For Pardo, the starting point of building a show that documents communities of outsiders began with revisiting the work of Diane Arbus and Bruce Davidson and their influence. “It’s inconceivable to think about contemporary practice without going back to those founders of the modern period,” she says. “Thinking about their relationship between photographer and subject, it was contrary to what everyone thought about Diane Arbus.” Pardo is referring to the criticism Arbus has faced for her portraits of marginalized people — dwarves, giants, transgender people, nudists, circus performers.
In a 1973 article for The New York Review of Books, Susan Sontag criticized what she viewed as Arbus’s “anti-humanist” approach, arguing that the photographer presented “a world in which everybody is an alien—hopelessly isolated, immobilized in mechanical, crippled identities and relationships.”

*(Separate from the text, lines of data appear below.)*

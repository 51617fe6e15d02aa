mod api;
mod cli;
mod logs;
mod sync;

use std::fs;
use std::sync::Arc;
use std::time::Duration;

use anyhow::{anyhow, Result};
use clap::Parser;
use common::{BatchSummary, Frequency, Job, TaskConfig, TaskUpdate};

use crate::api::ApiClient;
use crate::cli::{Cli, Commands, TaskCommands};
use crate::logs::LogView;
use crate::sync::{poll_job, JobListSession};

const POLL_INTERVAL: Duration = Duration::from_secs(2);
const REFRESH_COOLDOWN: Duration = Duration::from_millis(300);

#[tokio::main]
async fn main() -> Result<()> {
    let cli = Cli::parse();
    let client = ApiClient::from_env();

    match cli.command {
        Commands::Tasks { command } => run_tasks(&client, command).await?,

        Commands::Run {
            task,
            test,
            no_wait,
        } => {
            let job = client.run(&task, test).await?;
            println!("Job creado:");
            print_job(&job);

            if !no_wait {
                println!("esperando a que termine...");
                match poll_job(&client, &job.id, POLL_INTERVAL, |j| {
                    println!(
                        "  [{:?}] filas: {} {}",
                        j.status, j.rows_fetched, j.progress_message
                    );
                })
                .await
                {
                    Some(fin) => {
                        println!("Resultado:");
                        print_job(&fin);
                    }
                    None => println!("se perdió el registro del job {}", job.id),
                }
            }
        }

        Commands::Status { id } => match client.get_job(&id).await? {
            Some(job) => {
                println!("Job:");
                print_job(&job);
            }
            None => println!("No se encontró el job con id {id}"),
        },

        Commands::Jobs { limit } => {
            let jobs = client.list_jobs(limit).await?;
            print_jobs(&jobs);
        }

        Commands::Cancel { id } => {
            client.cancel_job(&id).await?;
            println!("Job {} cancelado", id);
        }

        Commands::Watch { interval } => {
            let client = Arc::new(client);
            let session = JobListSession::start(
                client.clone(),
                Duration::from_secs(interval),
                REFRESH_COOLDOWN,
            )
            .await;

            println!("observando jobs cada {}s...", interval);
            loop {
                let jobs = session.jobs();
                print_jobs(&jobs);

                if jobs.iter().all(|j| j.status.is_terminal()) {
                    println!("sin jobs activos, listo.");
                    break;
                }
                tokio::time::sleep(Duration::from_secs(interval)).await;
            }
            session.stop();
        }

        Commands::Batch {
            frequency,
            stop_on_error,
        } => {
            let frequency: Frequency = frequency.parse().map_err(|e: String| anyhow!(e))?;
            let summary = client.run_batch(frequency, !stop_on_error).await?;
            print_batch(&summary);
        }

        Commands::Logs {
            task,
            file,
            test,
            tail,
        } => match file {
            Some(file) => {
                let contenido = client.log_content(&task, &file, test, tail).await?;
                println!("===== {} =====", contenido.name);
                println!("{}", contenido.content);
            }
            None => {
                let mut view = LogView::new(client);
                let files = view.select(&task, test).await?;

                if files.is_empty() {
                    println!("sin logs para {task}");
                }
                for f in files {
                    println!("{}  ({} bytes, {})", f.name, f.size, f.modified);
                }
            }
        },
    }

    Ok(())
}

async fn run_tasks(client: &ApiClient, command: TaskCommands) -> Result<()> {
    match command {
        TaskCommands::List => {
            let tasks = client.list_tasks().await?;
            if tasks.is_empty() {
                println!("no hay tareas configuradas");
            }
            for t in tasks {
                println!(
                    "{}  [{}{}]  -> {}/{}",
                    t.name,
                    t.frequency,
                    if t.active { "" } else { ", inactiva" },
                    t.output_path,
                    t.output_file_name
                );
            }
        }

        TaskCommands::Show { name } => {
            let task = client.get_task(&name).await?;
            print_task(&task);
        }

        TaskCommands::Create { file } => {
            let raw = fs::read_to_string(&file)?;
            let config: TaskConfig = serde_json::from_str(&raw)?;
            let created = client.create_task(&config).await?;
            println!("Tarea creada:");
            print_task(&created);
        }

        TaskCommands::Update { name, file } => {
            let raw = fs::read_to_string(&file)?;
            let update: TaskUpdate = serde_json::from_str(&raw)?;
            let updated = client.update_task(&name, &update).await?;
            println!("Tarea actualizada:");
            print_task(&updated);
        }

        TaskCommands::Delete { name } => {
            client.delete_task(&name).await?;
            println!("Tarea {} borrada", name);
        }
    }

    Ok(())
}

fn print_task(task: &TaskConfig) {
    println!("  nombre: {}", task.name);
    println!("  reporte: {}", task.report_path);
    println!("  salida: {}/{}", task.output_path, task.output_file_name);
    println!("  formato: {:?}", task.output_format);
    println!("  logs: {}", task.log_dir);
    println!("  frecuencia: {}", task.frequency);
    println!("  activa: {}", task.active);
}

fn print_job(job: &Job) {
    println!("  id: {}", job.id);
    println!("  tarea: {}", job.task_name);
    println!("  estado: {:?}", job.status);
    println!("  filas: {}", job.rows_fetched);
    if let Some(out) = &job.output_file {
        println!("  salida: {}", out);
    }
    if let Some(err) = &job.error_message {
        println!("  error: {}", err);
    }
}

fn print_jobs(jobs: &[Job]) {
    if jobs.is_empty() {
        println!("(sin jobs)");
        return;
    }
    for j in jobs {
        println!(
            "{}  {}  [{:?}]  filas: {}  {}",
            j.id, j.task_name, j.status, j.rows_fetched, j.progress_message
        );
    }
}

fn print_batch(summary: &BatchSummary) {
    println!("Lote {}:", summary.frequency);
    println!(
        "  ok: {}  fallidas: {}  salteadas: {}",
        summary.succeeded, summary.failed, summary.skipped
    );
    for o in &summary.outcomes {
        match &o.job_id {
            Some(id) => println!("  {}  [{:?}]  job {}", o.task_name, o.status, id),
            None => println!("  {}  [{:?}]", o.task_name, o.status),
        }
    }
}
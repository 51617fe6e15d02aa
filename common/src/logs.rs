use chrono::{DateTime, Utc};
use serde::{Deserialize, Serialize};

/// Un archivo de log de ejecución, tal como lo lista el server.
#[derive(Debug, Clone, Serialize, Deserialize)]
pub struct LogFile {
    pub name: String,
    pub path: String,
    pub size: u64,
    pub modified: DateTime<Utc>,
}

#[derive(Debug, Clone, Serialize, Deserialize)]
pub struct LogContent {
    pub name: String,
    pub content: String,
}
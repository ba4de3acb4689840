//! Error-payload normalization.
//!
//! Backends in this domain are inconsistent about failure shapes: a string
//! `detail`, a validation list of `{loc, msg}` entries, a `message` or `error`
//! field, or a bare string body. This module flattens all of them into a
//! single display string and degrades gracefully instead of erroring on an
//! unknown shape.

use serde_json::Value;

/// Resolve a failed-call payload into one human-readable message.
///
/// Resolution order, first match wins:
/// 1. no payload: the transport-level message, else `fallback`
/// 2. string `detail`
/// 3. array `detail` (validation list), one `field: message` line per entry
/// 4. string `message`
/// 5. string `error`
/// 6. the payload itself is a string
/// 7. the whole payload serialized, else `fallback`
pub fn extract_error_message(
    payload: Option<&Value>,
    transport_message: Option<&str>,
    fallback: &str,
) -> String {
    let Some(data) = payload else {
        return transport_message.unwrap_or(fallback).to_owned();
    };

    if let Some(detail) = data.get("detail") {
        if let Some(text) = detail.as_str() {
            return text.to_owned();
        }
        if let Some(items) = detail.as_array() {
            return join_validation_errors(items);
        }
    }

    if let Some(text) = data.get("message").and_then(Value::as_str) {
        return text.to_owned();
    }

    if let Some(text) = data.get("error").and_then(Value::as_str) {
        return text.to_owned();
    }

    if let Some(text) = data.as_str() {
        return text.to_owned();
    }

    serde_json::to_string_pretty(data).unwrap_or_else(|_| fallback.to_owned())
}

/// One line per entry. Object entries render as `field.path: message` with a
/// leading `body` location segment dropped; plain-string entries pass through
/// unchanged.
fn join_validation_errors(items: &[Value]) -> String {
    let lines: Vec<String> = items
        .iter()
        .map(|item| {
            if let Some(text) = item.as_str() {
                return text.to_owned();
            }

            let field = field_path(item);
            let message = match item.get("msg").and_then(Value::as_str) {
                Some(msg) => msg.to_owned(),
                None => serde_json::to_string(item).unwrap_or_default(),
            };

            if field.is_empty() {
                message
            } else {
                format!("{field}: {message}")
            }
        })
        .collect();

    lines.join("\n")
}

fn field_path(item: &Value) -> String {
    let Some(segments) = item.get("loc").and_then(Value::as_array) else {
        return String::new();
    };

    let parts: Vec<String> = segments
        .iter()
        .enumerate()
        .filter_map(|(index, segment)| {
            let part = match segment {
                Value::String(text) => text.clone(),
                other => other.to_string(),
            };
            // FastAPI prefixes request-body locations with "body".
            if index == 0 && part == "body" {
                None
            } else {
                Some(part)
            }
        })
        .collect();

    parts.join(".")
}

#[cfg(test)]
mod tests {
    use super::*;
    use serde_json::json;

    #[test]
    fn absent_payload_prefers_transport_message() {
        assert_eq!(
            extract_error_message(None, Some("connection refused"), "fallback"),
            "connection refused"
        );
        assert_eq!(extract_error_message(None, None, "fallback"), "fallback");
    }

    #[test]
    fn string_detail_is_returned_verbatim() {
        let payload = json!({ "detail": "bad request" });
        assert_eq!(
            extract_error_message(Some(&payload), None, "fallback"),
            "bad request"
        );
    }

    #[test]
    fn validation_list_joins_field_paths() {
        let payload = json!({
            "detail": [
                { "loc": ["body", "phone"], "msg": "required", "type": "missing" },
                { "loc": ["body", "address", "district"], "msg": "unknown district" },
            ]
        });
        assert_eq!(
            extract_error_message(Some(&payload), None, "fallback"),
            "phone: required\naddress.district: unknown district"
        );
    }

    #[test]
    fn validation_list_keeps_non_leading_body_segment() {
        let payload = json!({
            "detail": [{ "loc": ["query", "body"], "msg": "unexpected" }]
        });
        assert_eq!(
            extract_error_message(Some(&payload), None, "fallback"),
            "query.body: unexpected"
        );
    }

    #[test]
    fn validation_list_passes_plain_strings_through() {
        let payload = json!({ "detail": ["something went wrong", { "loc": ["body", "name"], "msg": "too short" }] });
        assert_eq!(
            extract_error_message(Some(&payload), None, "fallback"),
            "something went wrong\nname: too short"
        );
    }

    #[test]
    fn validation_entry_without_msg_serializes_itself() {
        let payload = json!({ "detail": [{ "code": 42 }] });
        assert_eq!(
            extract_error_message(Some(&payload), None, "fallback"),
            r#"{"code":42}"#
        );
    }

    #[test]
    fn numeric_loc_segments_render() {
        let payload = json!({
            "detail": [{ "loc": ["body", "items", 0, "qty"], "msg": "must be positive" }]
        });
        assert_eq!(
            extract_error_message(Some(&payload), None, "fallback"),
            "items.0.qty: must be positive"
        );
    }

    #[test]
    fn message_and_error_fields_are_fallbacks_for_detail() {
        assert_eq!(
            extract_error_message(Some(&json!({ "message": "nope" })), None, "fallback"),
            "nope"
        );
        assert_eq!(
            extract_error_message(Some(&json!({ "error": "denied" })), None, "fallback"),
            "denied"
        );
    }

    #[test]
    fn string_payload_is_returned_as_is() {
        let payload = json!("plain text body");
        assert_eq!(
            extract_error_message(Some(&payload), None, "fallback"),
            "plain text body"
        );
    }

    #[test]
    fn unknown_shape_serializes_whole_payload() {
        let payload = json!({ "weird": { "nested": true } });
        let message = extract_error_message(Some(&payload), None, "fallback");
        assert!(message.contains("weird"));
        assert!(message.contains("nested"));
    }

    #[test]
    fn string_detail_wins_over_message_field() {
        let payload = json!({ "detail": "from detail", "message": "from message" });
        assert_eq!(
            extract_error_message(Some(&payload), None, "fallback"),
            "from detail"
        );
    }
}
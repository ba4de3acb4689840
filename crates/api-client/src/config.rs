use std::path::PathBuf;
use std::time::Duration;

use thiserror::Error;
use url::Url;

pub const DEFAULT_USER_AGENT: &str =
    concat!("clinic-api-client/", env!("CARGO_PKG_VERSION"));

const DEFAULT_TIMEOUT: Duration = Duration::from_secs(120);
const DEFAULT_CACHE_TTL: Duration = Duration::from_secs(30);
const DEFAULT_ACCESS_TOKEN_TTL: Duration = Duration::from_secs(7 * 24 * 60 * 60);
const DEFAULT_REFRESH_TOKEN_TTL: Duration = Duration::from_secs(30 * 24 * 60 * 60);

#[derive(Debug, Error)]
pub enum ConfigError {
    #[error("invalid base url `{input}`: {reason}")]
    InvalidBaseUrl { input: String, reason: String },
}

/// Named options consumed by the client core. Nothing here is hard-coded in
/// the dispatcher.
#[derive(Debug, Clone)]
pub struct ClientConfig {
    /// Backend origin including any path prefix, e.g.
    /// `https://api.example.com/api/v1`.
    pub base_url: String,

    /// Overall per-request deadline, enforced by the transport.
    pub timeout: Duration,

    /// Maximum age of a memoized GET response.
    pub cache_ttl: Duration,

    /// Lifetime stamped on a newly stored access token.
    pub access_token_ttl: Duration,

    /// Lifetime stamped on a newly stored refresh token.
    pub refresh_token_ttl: Duration,

    pub user_agent: String,

    /// Where the credential pair is persisted across restarts. `None` keeps
    /// credentials in memory only.
    pub credentials_path: Option<PathBuf>,
}

impl ClientConfig {
    pub fn new(base_url: impl Into<String>) -> Self {
        Self {
            base_url: base_url.into(),
            timeout: DEFAULT_TIMEOUT,
            cache_ttl: DEFAULT_CACHE_TTL,
            access_token_ttl: DEFAULT_ACCESS_TOKEN_TTL,
            refresh_token_ttl: DEFAULT_REFRESH_TOKEN_TTL,
            user_agent: DEFAULT_USER_AGENT.to_owned(),
            credentials_path: None,
        }
    }

    pub fn builder(base_url: impl Into<String>) -> ClientConfigBuilder {
        ClientConfigBuilder::new(base_url)
    }

    /// Absolute URL for an endpoint path relative to the configured base.
    pub(crate) fn endpoint_url(&self, endpoint: &str) -> String {
        format!(
            "{}/{}",
            self.base_url.trim_end_matches('/'),
            endpoint.trim_start_matches('/')
        )
    }
}

#[derive(Debug, Clone)]
pub struct ClientConfigBuilder {
    config: ClientConfig,
}

impl ClientConfigBuilder {
    pub fn new(base_url: impl Into<String>) -> Self {
        Self {
            config: ClientConfig::new(base_url),
        }
    }

    pub fn timeout(mut self, timeout: Duration) -> Self {
        self.config.timeout = timeout;
        self
    }

    pub fn cache_ttl(mut self, ttl: Duration) -> Self {
        self.config.cache_ttl = ttl;
        self
    }

    pub fn access_token_ttl(mut self, ttl: Duration) -> Self {
        self.config.access_token_ttl = ttl;
        self
    }

    pub fn refresh_token_ttl(mut self, ttl: Duration) -> Self {
        self.config.refresh_token_ttl = ttl;
        self
    }

    pub fn user_agent(mut self, user_agent: impl Into<String>) -> Self {
        self.config.user_agent = user_agent.into();
        self
    }

    pub fn credentials_path(mut self, path: impl Into<PathBuf>) -> Self {
        self.config.credentials_path = Some(path.into());
        self
    }

    pub fn build(self) -> Result<ClientConfig, ConfigError> {
        if let Err(err) = Url::parse(&self.config.base_url) {
            return Err(ConfigError::InvalidBaseUrl {
                input: self.config.base_url,
                reason: err.to_string(),
            });
        }
        Ok(self.config)
    }
}
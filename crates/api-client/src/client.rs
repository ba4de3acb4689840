//! Request dispatcher: the single egress point for backend traffic.
//!
//! Composes the credential store, response cache and refresh coordinator.
//! Reads are memoized for a short window; writes invalidate the whole cache;
//! a 401 triggers one coordinated token refresh and exactly one retry.

use std::sync::Arc;

use reqwest::{Method, StatusCode};
use serde_json::Value;
use tracing::{debug, warn};

use crate::auth::credentials::{
    CredentialStore, FileCredentialStore, MemoryCredentialStore, TokenPair,
};
use crate::auth::refresh::{REFRESH_ENDPOINT, RefreshCoordinator, RefreshOutcome};
use crate::cache::{ResponseCache, cache_key};
use crate::config::ClientConfig;
use crate::error::{ApiError, ApiResult};
use crate::normalize::extract_error_message;
use crate::time::{Clock, SystemClock};
use crate::transport::{HttpTransport, Transport, TransportError, TransportRequest, TransportResponse};

const FALLBACK_MESSAGE: &str = "request failed";

/// Strip the `{ success, data, meta? }` envelope some endpoints wrap their
/// payload in. Both marker keys are required, so a domain object that merely
/// contains a `data` field passes through untouched.
pub(crate) fn unwrap_envelope(body: Value) -> Value {
    match body {
        Value::Object(mut map) if map.contains_key("success") && map.contains_key("data") => {
            map.remove("data").unwrap_or(Value::Null)
        }
        other => other,
    }
}

/// Cheaply cloneable handle shared by all collaborators.
///
/// Constructed explicitly with its configuration; there is no global
/// instance. Entity-level wrappers hold a clone and call the operations
/// below.
#[derive(Debug, Clone)]
pub struct ApiClient {
    inner: Arc<ClientInner>,
}

#[derive(Debug)]
struct ClientInner {
    config: ClientConfig,
    transport: Arc<dyn Transport>,
    credentials: Arc<dyn CredentialStore>,
    cache: ResponseCache,
    refresher: RefreshCoordinator,
}

impl ApiClient {
    /// Production wiring: `reqwest` transport, file-backed credentials when a
    /// path is configured (in-memory otherwise), system clock.
    pub fn new(config: ClientConfig) -> Result<Self, TransportError> {
        let transport = HttpTransport::new(config.timeout, &config.user_agent)?;
        let clock: Arc<dyn Clock> = Arc::new(SystemClock);

        let credentials: Arc<dyn CredentialStore> = match &config.credentials_path {
            Some(path) => Arc::new(FileCredentialStore::new(path.clone(), Arc::clone(&clock))),
            None => Arc::new(MemoryCredentialStore::new(Arc::clone(&clock))),
        };

        Ok(Self::with_components(
            config,
            Arc::new(transport),
            credentials,
            clock,
        ))
    }

    /// Assemble a client from explicit parts. This is the seam for swapping
    /// the storage mechanism, the transport or the clock.
    pub fn with_components(
        config: ClientConfig,
        transport: Arc<dyn Transport>,
        credentials: Arc<dyn CredentialStore>,
        clock: Arc<dyn Clock>,
    ) -> Self {
        let cache = ResponseCache::new(config.cache_ttl, Arc::clone(&clock));
        let refresher = RefreshCoordinator::new(
            Arc::clone(&transport),
            Arc::clone(&credentials),
            config.endpoint_url(REFRESH_ENDPOINT),
            config.access_token_ttl,
            config.refresh_token_ttl,
        );

        Self {
            inner: Arc::new(ClientInner {
                config,
                transport,
                credentials,
                cache,
                refresher,
            }),
        }
    }

    pub fn config(&self) -> &ClientConfig {
        &self.inner.config
    }

    /// Whether a usable refresh token is currently stored.
    pub fn has_session(&self) -> bool {
        self.inner.credentials.refresh_token().is_some()
    }

    /// GET with short-window memoization. A cache hit returns immediately,
    /// with no transport call and no token check.
    pub async fn get(&self, endpoint: &str, params: &[(&str, &str)]) -> ApiResult<Value> {
        let key = cache_key(endpoint, params);
        if let Some(hit) = self.inner.cache.lookup(&key) {
            debug!(endpoint, "serving response from cache");
            return Ok(hit);
        }

        let body = self.dispatch(Method::GET, endpoint, params, None).await?;
        self.inner.cache.store(key, body.clone());
        Ok(body)
    }

    pub async fn post(&self, endpoint: &str, body: &Value) -> ApiResult<Value> {
        self.mutate(Method::POST, endpoint, &[], Some(body)).await
    }

    pub async fn put(&self, endpoint: &str, body: &Value) -> ApiResult<Value> {
        self.mutate(Method::PUT, endpoint, &[], Some(body)).await
    }

    pub async fn patch(&self, endpoint: &str, body: &Value) -> ApiResult<Value> {
        self.mutate(Method::PATCH, endpoint, &[], Some(body)).await
    }

    pub async fn delete(&self, endpoint: &str, params: &[(&str, &str)]) -> ApiResult<Value> {
        self.mutate(Method::DELETE, endpoint, params, None).await
    }

    /// POST a login or registration payload and persist the returned token
    /// pair. The (unwrapped) response body is passed back to the caller.
    pub async fn login(&self, endpoint: &str, body: &Value) -> ApiResult<Value> {
        let response = self.mutate(Method::POST, endpoint, &[], Some(body)).await?;

        match TokenPair::from_body(&response) {
            Some(pair) => {
                if let Err(err) = self.inner.credentials.set(
                    &pair,
                    self.inner.config.access_token_ttl,
                    self.inner.config.refresh_token_ttl,
                ) {
                    warn!(error = %err, "failed to persist credentials after login");
                }
            }
            None => warn!(endpoint, "login response carried no token pair"),
        }

        Ok(response)
    }

    /// Best-effort sign-out: local session state is dropped whether or not
    /// the backend call succeeds.
    pub async fn logout(&self, endpoint: &str) -> ApiResult<Value> {
        let empty = Value::Object(serde_json::Map::new());
        let result = self.mutate(Method::POST, endpoint, &[], Some(&empty)).await;

        self.clear_credentials();
        self.inner.cache.invalidate_all();

        result
    }

    /// Writes always hit the backend; a successful one drops the whole read
    /// cache. Cross-entity side effects are common in this domain, so coarse
    /// invalidation is the safe default.
    async fn mutate(
        &self,
        method: Method,
        endpoint: &str,
        params: &[(&str, &str)],
        body: Option<&Value>,
    ) -> ApiResult<Value> {
        let result = self.dispatch(method, endpoint, params, body).await?;
        self.inner.cache.invalidate_all();
        Ok(result)
    }

    /// Authorized send with the 401 recovery protocol. The attempt counter is
    /// explicit per call: after one refresh-and-retry, a second 401 is
    /// terminal.
    async fn dispatch(
        &self,
        method: Method,
        endpoint: &str,
        params: &[(&str, &str)],
        body: Option<&Value>,
    ) -> ApiResult<Value> {
        let url = self.inner.config.endpoint_url(endpoint);
        let query: Vec<(String, String)> = params
            .iter()
            .map(|(name, value)| ((*name).to_owned(), (*value).to_owned()))
            .collect();

        let mut attempt: u8 = 0;
        loop {
            let mut request = TransportRequest::new(method.clone(), url.clone())
                .with_query(query.clone())
                .with_bearer(self.inner.credentials.access_token());
            if let Some(body) = body {
                request = request.with_body(body.clone());
            }

            let response = match self.inner.transport.execute(request).await {
                Ok(response) => response,
                Err(err) => {
                    debug!(endpoint, error = %err, "transport failure");
                    return Err(ApiError::Network {
                        message: extract_error_message(None, Some(&err.message), FALLBACK_MESSAGE),
                    });
                }
            };

            if response.status == StatusCode::UNAUTHORIZED {
                if attempt > 0 {
                    debug!(endpoint, "401 with a freshly refreshed token; session expired");
                    self.clear_credentials();
                    return Err(ApiError::AuthenticationExpired);
                }
                attempt += 1;

                match self.inner.refresher.ensure_fresh().await {
                    RefreshOutcome::Refreshed => continue,
                    // The coordinator already cleared the store.
                    RefreshOutcome::Failed => return Err(ApiError::AuthenticationExpired),
                }
            }

            return into_result(response);
        }
    }

    fn clear_credentials(&self) {
        if let Err(err) = self.inner.credentials.clear() {
            warn!(error = %err, "failed to clear credentials");
        }
    }
}

fn into_result(response: TransportResponse) -> ApiResult<Value> {
    let status = response.status;

    if status.is_success() {
        let body = response.body.map(unwrap_envelope).unwrap_or(Value::Null);
        return Ok(body);
    }

    let fallback = format!("request failed with HTTP {status}");
    let message = extract_error_message(response.body.as_ref(), None, &fallback);

    if status.is_client_error() {
        Err(ApiError::Validation { status, message })
    } else {
        Err(ApiError::Server { status, message })
    }
}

"It's inconceivable to think about contemporary practice without going back to those founders of the modern period"
- Alona Pardo
Pardo disagrees. “Actually she had a very engaged participation,” she says. “She morphed from curious outsider to privileged insider at some point even if only momentarily.” Pardo’s curation thus sought to ask, “what was the influence of that work, and how did that change photography? If you look at Arbus or Davidson, they were working in a time where they were pushing the doors slightly, and now it’s been swung wide open, so photography has become more brutal, more direct. There’s less sentimentality around it.”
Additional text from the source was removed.